Je pourrais le faire. Je ferai toujours de la musique, mais je pourrais passer un moment à ne faire que du cinéma et à me dédier à la performance. Quand ces deux films sortiront, les gens verront vraiment que je joue. Parce que ce sont deux films différents, deux rôles différents, deux personnages différents. Même physiquement, j'ai dû me teindre les cheveux en rouge et me raser la barbe pour l'un; pour l'autre, je les ai teints en noir. Tout est différent. Dans Bullet Train, quand j'apparais, c'est genre : «Oh, Bad Bunny est là.» Comme si j'étais sorti du studio pour passer dire bonjour.

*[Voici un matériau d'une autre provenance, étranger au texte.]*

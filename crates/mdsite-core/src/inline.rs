//! Inline span tokenizer.
//!
//! Turns a flattened line of block content into a flat sequence of typed text
//! spans. Tokenizing runs as fixed passes over the span list, each pass only
//! splitting spans that are still plain:
//!
//! 1. `**bold**`
//! 2. `_italic_`
//! 3. `` `code` ``
//! 4. `![alt](url)` images
//! 5. `[text](url)` links
//!
//! Styles never nest: once a span has a kind other than plain, later passes
//! leave it alone. Every span borrows from the input and records its byte
//! range in it, so spans are never re-searched by content.

use std::sync::OnceLock;

use memchr::memmem;
use regex::Regex;

use crate::error::{MarkdownError, Result};
use crate::span::{check_source_len, Span};

/// Kind of a text span. Links and images carry their target URL.
#[derive(Debug, Clone, Copy, PartialEq, Eq)]
pub enum SpanKind<'a> {
    Plain,
    Bold,
    Italic,
    Code,
    Link { url: &'a str },
    Image { url: &'a str },
}

/// A run of inline text with a single style.
#[derive(Debug, Clone, Copy, PartialEq, Eq)]
pub struct TextSpan<'a> {
    /// Text content, without delimiters. For images this is the alt text.
    pub content: &'a str,
    pub kind: SpanKind<'a>,
    /// Byte range of `content` in the tokenized text.
    pub span: Span,
}

impl<'a> TextSpan<'a> {
    /// Target URL for links and images.
    #[inline]
    pub fn target(&self) -> Option<&'a str> {
        match self.kind {
            SpanKind::Link { url } | SpanKind::Image { url } => Some(url),
            _ => None,
        }
    }

    #[inline]
    pub fn is_plain(&self) -> bool {
        matches!(self.kind, SpanKind::Plain)
    }
}

/// Tokenize `text` into styled spans, in input order.
///
/// Fails with [`MarkdownError::EvenDelimiter`] when a delimiter is left
/// without a closing partner inside a plain run, and with
/// [`MarkdownError::Internal`] for text longer than
/// [`MAX_SOURCE_LEN`](crate::span::MAX_SOURCE_LEN).
///
/// ```rust
/// use mdsite_core::inline::{tokenize, SpanKind};
///
/// let spans = tokenize("a **bold** [link](https://example.com)").unwrap();
/// assert_eq!(spans[1].kind, SpanKind::Bold);
/// assert_eq!(spans[3].target(), Some("https://example.com"));
/// ```
pub fn tokenize(text: &str) -> Result<Vec<TextSpan<'_>>> {
    check_source_len(text.len())?;
    let tokenizer = Tokenizer::new(text);
    let mut spans = tokenizer.initial();

    spans = tokenizer.split_delimiter(spans, "**", SpanKind::Bold)?;
    spans = tokenizer.split_delimiter(spans, "_", SpanKind::Italic)?;
    spans = tokenizer.split_delimiter(spans, "`", SpanKind::Code)?;
    spans = tokenizer.split_markers(spans, image_regex(), Marker::Image);
    spans = tokenizer.split_markers(spans, link_regex(), Marker::Link);

    Ok(spans)
}

/// `![alt](url)`: alt has no brackets, url has no parentheses.
fn image_regex() -> &'static Regex {
    static IMAGE_REGEX: OnceLock<Regex> = OnceLock::new();
    IMAGE_REGEX.get_or_init(|| {
        Regex::new(r"!\[([^\[\]]*)\]\(([^\(\)]*)\)").expect("Invalid image regex")
    })
}

/// `[text](url)`. The "not preceded by `!`" rule is checked by the caller
/// since the regex crate has no lookbehind.
fn link_regex() -> &'static Regex {
    static LINK_REGEX: OnceLock<Regex> = OnceLock::new();
    LINK_REGEX.get_or_init(|| {
        Regex::new(r"\[([^\[\]]*)\]\(([^\(\)]*)\)").expect("Invalid link regex")
    })
}

#[derive(Debug, Clone, Copy, PartialEq, Eq)]
enum Marker {
    Image,
    Link,
}

struct Tokenizer<'a> {
    text: &'a str,
}

impl<'a> Tokenizer<'a> {
    #[inline]
    fn new(text: &'a str) -> Self {
        Self { text }
    }

    /// One plain span covering the whole text, or nothing for empty input.
    fn initial(&self) -> Vec<TextSpan<'a>> {
        let mut spans = Vec::with_capacity(8);
        self.push_nonempty(&mut spans, 0, self.text.len(), SpanKind::Plain);
        spans
    }

    #[inline(always)]
    fn make_span(&self, start: usize, end: usize, kind: SpanKind<'a>) -> TextSpan<'a> {
        TextSpan {
            content: &self.text[start..end],
            kind,
            span: Span::from_offsets(start, end),
        }
    }

    #[inline(always)]
    fn push_nonempty(
        &self,
        spans: &mut Vec<TextSpan<'a>>,
        start: usize,
        end: usize,
        kind: SpanKind<'a>,
    ) {
        if start < end {
            spans.push(self.make_span(start, end, kind));
        }
    }

    /// Split every plain span on `delimiter`. Text between a pair of
    /// delimiters becomes `kind`; text outside stays plain. Empty segments
    /// are dropped.
    fn split_delimiter(
        &self,
        spans: Vec<TextSpan<'a>>,
        delimiter: &'static str,
        kind: SpanKind<'a>,
    ) -> Result<Vec<TextSpan<'a>>> {
        let finder = memmem::Finder::new(delimiter);
        let len = delimiter.len();
        let mut out = Vec::with_capacity(spans.len() + 2);

        for span in spans {
            if !span.is_plain() {
                out.push(span);
                continue;
            }

            let base = span.span.start as usize;
            let mut cursor = base;
            let mut opening: Option<usize> = None;

            for rel in finder.find_iter(span.content.as_bytes()) {
                let pos = base + rel;
                match opening.take() {
                    None => {
                        self.push_nonempty(&mut out, cursor, pos, SpanKind::Plain);
                        opening = Some(pos);
                    }
                    Some(open) => {
                        self.push_nonempty(&mut out, open + len, pos, kind);
                    }
                }
                cursor = pos + len;
            }

            if let Some(open) = opening {
                return Err(MarkdownError::EvenDelimiter {
                    delimiter,
                    span: Span::from_offsets(open, open + len),
                });
            }

            self.push_nonempty(&mut out, cursor, span.span.end as usize, SpanKind::Plain);
        }

        Ok(out)
    }

    /// Split every plain span on image or link markers, left to right.
    /// Unmatched text stays plain; the marker's label becomes the content.
    fn split_markers(
        &self,
        spans: Vec<TextSpan<'a>>,
        pattern: &Regex,
        marker: Marker,
    ) -> Vec<TextSpan<'a>> {
        let mut out = Vec::with_capacity(spans.len());

        for span in spans {
            if !span.is_plain() {
                out.push(span);
                continue;
            }

            let base = span.span.start as usize;
            let bytes = span.content.as_bytes();
            let mut cursor = base;

            for caps in pattern.captures_iter(span.content) {
                let (Some(whole), Some(label), Some(url)) = (caps.get(0), caps.get(1), caps.get(2))
                else {
                    continue;
                };

                if marker == Marker::Link && whole.start() > 0 && bytes[whole.start() - 1] == b'!'
                {
                    continue;
                }

                let url = &self.text[base + url.start()..base + url.end()];
                let kind = match marker {
                    Marker::Image => SpanKind::Image { url },
                    Marker::Link => SpanKind::Link { url },
                };

                self.push_nonempty(&mut out, cursor, base + whole.start(), SpanKind::Plain);
                // Empty labels are kept: an image with no alt text is still an image.
                out.push(self.make_span(base + label.start(), base + label.end(), kind));
                cursor = base + whole.end();
            }

            self.push_nonempty(&mut out, cursor, span.span.end as usize, SpanKind::Plain);
        }

        out
    }
}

Tu incarnais davantage un vrai personnage dans Cassandro.
C'est vrai. Celui-là, c'était plus un rôle. Mais peu de gens l'ont vu par rapport à Bullet Train, qui était sur Netflix avec Brad Pitt. J'aimerais que les gens voient Cassandro parce que là, on voit bien que c'est un vrai personnage. Et c'est pareil pour ces deux films: on voit que je travaille et que je joue. Ce n'est pas Bad Bunny, c'est un rôle.
Qu'est-ce qui te plaît dans le jeu d'acteur? Quelle importance est-ce que ça a dans ta carrière?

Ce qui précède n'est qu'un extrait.